Taq DNA Polymerase is a highly thermostable DNA polymerase that possesses a 5´→ 3´ polymerase activity and a very low 5´→ 3´ exonuclease activity. The source of Taq included with Norgen’s 2X One-Step RT-PCR Master Mix is an E. coli strain with a cloned Taq DNA Polymerase gene from Thermus aquaticus YT-1. M-MuLV Reverse Transcriptase is an RNA-directed DNA polymerase that can synthesize a complementary DNA strand initiating from a primer using either RNA (cDNA synthesis) or single-stranded DNA as a template. The source of the Reverse Transcriptase included with Norgen’s 2X One-Step RT-PCR Master Mix is an E. coli strain with a cloned reverse transcriptase gene from M-MuLV.

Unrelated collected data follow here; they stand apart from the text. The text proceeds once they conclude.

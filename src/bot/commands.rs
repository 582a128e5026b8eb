use anyhow::Result;
use serenity::{
    builder::{CreateCommand, CreateCommandOption},
    model::{application::CommandOptionType, id::GuildId},
    prelude::Context,
};

fn all_commands() -> Vec<CreateCommand> {
    vec![
        play_command(),
        playnext_command(),
        skip_command(),
        skipto_command(),
        stop_command(),
        pause_command(),
        resume_command(),
        volume_command(),
        repeat_command(),
        nowplaying_command(),
        queue_command(),
        remove_command(),
        shuffle_command(),
        move_command(),
        equalizer_command(),
    ]
}

/// Registra comandos globales
pub async fn register_global_commands(ctx: &Context) -> Result<()> {
    for command in all_commands() {
        ctx.http.create_global_command(&command).await?;
    }

    Ok(())
}

/// Registra comandos para una guild específica (desarrollo)
pub async fn register_guild_commands(ctx: &Context, guild_id: GuildId) -> Result<()> {
    guild_id.set_commands(&ctx.http, all_commands()).await?;

    Ok(())
}

// Comandos de reproducción

fn play_command() -> CreateCommand {
    CreateCommand::new("play")
        .description("Reproduce una canción o la agrega a la cola")
        .add_option(
            CreateCommandOption::new(
                CommandOptionType::String,
                "query",
                "URL o término de búsqueda",
            )
            .required(true),
        )
}

fn playnext_command() -> CreateCommand {
    CreateCommand::new("playnext")
        .description("Agrega una canción al principio de la cola")
        .add_option(
            CreateCommandOption::new(
                CommandOptionType::String,
                "query",
                "URL o término de búsqueda",
            )
            .required(true),
        )
}

// Comandos de control

fn skip_command() -> CreateCommand {
    CreateCommand::new("skip").description("Vota para saltar la canción actual")
}

fn skipto_command() -> CreateCommand {
    CreateCommand::new("skipto")
        .description("Salta hasta una posición de la cola")
        .add_option(
            CreateCommandOption::new(CommandOptionType::Integer, "position", "Posición en la cola")
                .min_int_value(1)
                .required(true),
        )
}

fn stop_command() -> CreateCommand {
    CreateCommand::new("stop").description("Detiene la reproducción y limpia la cola")
}

fn pause_command() -> CreateCommand {
    CreateCommand::new("pause").description("Pausa la reproducción actual")
}

fn resume_command() -> CreateCommand {
    CreateCommand::new("resume").description("Reanuda la reproducción pausada")
}

fn volume_command() -> CreateCommand {
    CreateCommand::new("volume")
        .description("Muestra o ajusta el volumen de reproducción")
        .add_option(
            CreateCommandOption::new(
                CommandOptionType::Integer,
                "level",
                "Nivel de volumen (0-150)",
            )
            .min_int_value(0)
            .max_int_value(150),
        )
}

fn repeat_command() -> CreateCommand {
    CreateCommand::new("repeat")
        .description("Configura el modo de repetición")
        .add_option(
            CreateCommandOption::new(CommandOptionType::String, "mode", "Modo de repetición")
                .add_string_choice("Desactivar", "off")
                .add_string_choice("Cola", "all")
                .add_string_choice("Canción", "single")
                .required(true),
        )
}

// Comandos de cola

fn nowplaying_command() -> CreateCommand {
    CreateCommand::new("nowplaying").description("Muestra la canción actual con controles")
}

fn queue_command() -> CreateCommand {
    CreateCommand::new("queue")
        .description("Muestra la cola de reproducción")
        .add_option(
            CreateCommandOption::new(CommandOptionType::Integer, "page", "Número de página")
                .min_int_value(1),
        )
}

fn remove_command() -> CreateCommand {
    CreateCommand::new("remove")
        .description("Quita una canción tuya de la cola, o todas si no indicas posición")
        .add_option(
            CreateCommandOption::new(CommandOptionType::Integer, "position", "Posición en la cola")
                .min_int_value(1),
        )
}

fn shuffle_command() -> CreateCommand {
    CreateCommand::new("shuffle").description("Mezcla tus canciones dentro de la cola")
}

fn move_command() -> CreateCommand {
    CreateCommand::new("move")
        .description("Mueve una canción dentro de la cola")
        .add_option(
            CreateCommandOption::new(CommandOptionType::Integer, "from", "Posición actual")
                .min_int_value(1)
                .required(true),
        )
        .add_option(
            CreateCommandOption::new(CommandOptionType::Integer, "to", "Nueva posición")
                .min_int_value(1)
                .required(true),
        )
}

// Comandos de audio

fn equalizer_command() -> CreateCommand {
    CreateCommand::new("equalizer")
        .description("Muestra el ecualizador o aplica un preset")
        .add_option(CreateCommandOption::new(
            CommandOptionType::String,
            "mode",
            "reset | normal | outside | bass",
        ))
}

#[cfg(test)]
mod tests {
    use super::*;

    #[test]
    fn test_command_names_are_unique() {
        let names: Vec<String> = all_commands()
            .iter()
            .map(|command| serde_json::to_value(command).unwrap()["name"].to_string())
            .collect();
        let mut unique = names.clone();
        unique.sort();
        unique.dedup();

        assert_eq!(names.len(), 15);
        assert_eq!(unique.len(), names.len());
    }
}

Norgen’s 2X One-Step RT-PCR Master Mix is available in 3 convenient sizes:
Cat # 28113 – 100 reactions (sufficient for 100 reactions x 20 µL reaction volume)
Cat # 28114 – 200 reactions (sufficient for 200 reactions x 20 µL reaction volume)
Cat # 28115 – 500 reactions (sufficient for 500 reactions x 20 µL reaction volume)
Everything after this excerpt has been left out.